Azusa 13
- Founded: 1960s
- Founding location: Azusa, California, United States
- Years active: 1960s–present
- Territory: San Gabriel Valley
- Ethnicity: Mexican American
- Membership (est.): 401
- Activities: Murder; drug trafficking; extortion; assault; auto theft; robbery;
- Allies: Mexican Mafia; Sureños;
- Rivals: Sentinel Boys 13, Duroc, West Covina

= Azusa 13 =

Mexican-American street gang

Azusa 13 is a street gang based in Azusa in the eastern San Gabriel Valley area of Los Angeles. Started in the 1960s, it is now one of the most aggressive Sureño street gangs, currently claiming around 400 active members.

==Territory==
Azusa 13 claims all of Azusa; however, they are most active in southern Azusa, the Atlantis Gardens neighborhood off Alosta and Rockvale Avenues, and in areas surrounding the downtown area around Azusa Avenue and Foothill Boulevard.

==Criminal activities==
Like many other Mexican gangs, the 13 in the name stands for the letter "M", indicating its affiliation with the Mexican Mafia. The gang is known to tax drug sales in the area and funnels money to the Mexican Mafia.

==Involvement in hate crimes==
The gang has been involved in terrorizing African-American residents in Los Angeles. 51 members of the Azusa 13 street gang have been indicted and convicted since 2011 for "terrorizing" African Americans in Azusa. In 2013, Santiago "Chico" Rios, a leader of the gang, was sentenced to 19 years and six months in prison by U.S. District Judge Gary A. Feess, according to the Times, and his hearing impaired son, Louie "Lil Chico" Rios, was given a 10-year sentence. Both had pleaded guilty to conspiring to attack African Americans and chase them out of Azusa, a gang policy established in 1992, the paper said. The attacks by this gang have been described as a campaign of ethnic cleansing by the Southern Poverty Law Center.
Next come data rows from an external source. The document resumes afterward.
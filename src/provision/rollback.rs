// ABOUTME: Undo of a partially provisioned project: registry entry first, then the target directory
// Cleanup problems are collected as warnings and never replace the original error

use super::Context;
use crate::events::Step;
use std::path::Path;
use tracing::{info, warn};

pub const ROLLBACK_REGISTRY: Step = Step::new("rollback_registry", "Remove Project Entry");
pub const ROLLBACK_WORKSPACE: Step = Step::new("rollback_workspace", "Remove Project Directory");

/// Outcome of cleanup after a failed pipeline.
#[derive(Debug, Clone, Default, PartialEq, Eq)]
pub struct RollbackReport {
    pub warnings: Vec<String>,
}

impl RollbackReport {
    pub fn is_clean(&self) -> bool {
        self.warnings.is_empty()
    }
}

pub(crate) async fn rollback_project(ctx: &Context<'_>, name: &str, path: &Path) -> RollbackReport {
    let mut report = RollbackReport::default();

    ctx.events
        .running(ROLLBACK_REGISTRY, format!("Removing project {name} from registry..."))
        .await;
    match ctx.store.delete_project(name) {
        Ok(()) => {
            ctx.events
                .success(ROLLBACK_REGISTRY, format!("Project {name} removed from registry"))
                .await;
        }
        Err(e) => {
            let warning = format!("failed to remove project {name} from registry: {e}");
            warn!("{}", warning);
            ctx.events.error(ROLLBACK_REGISTRY, warning.clone()).await;
            report.warnings.push(warning);
        }
    }

    remove_workspace(ctx, path, &mut report).await;
    report
}

pub(crate) async fn remove_workspace(ctx: &Context<'_>, path: &Path, report: &mut RollbackReport) {
    ctx.events
        .running(ROLLBACK_WORKSPACE, format!("Removing {}...", path.display()))
        .await;

    if !path.exists() {
        ctx.events
            .success(ROLLBACK_WORKSPACE, "Nothing to remove")
            .await;
        return;
    }

    match tokio::fs::remove_dir_all(path).await {
        Ok(()) => {
            info!("Removed {}", path.display());
            ctx.events
                .success(ROLLBACK_WORKSPACE, format!("Removed {}", path.display()))
                .await;
        }
        Err(e) => {
            let warning = format!("failed to remove {}: {e}", path.display());
            warn!("{}", warning);
            ctx.events.error(ROLLBACK_WORKSPACE, warning.clone()).await;
            report.warnings.push(warning);
        }
    }
}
Much of the racially inspired murder and mayhem was and is being directed from far away from the streets and hills of Los Angeles. As the Intelligence Report detailed in the Winter 2006 issue the powerful Mexican Mafia, a prison-based gang, had given the "green light" to the many Latino gangs it controls in Southern California to terrorize and murder black people as part of the effort to drive them out.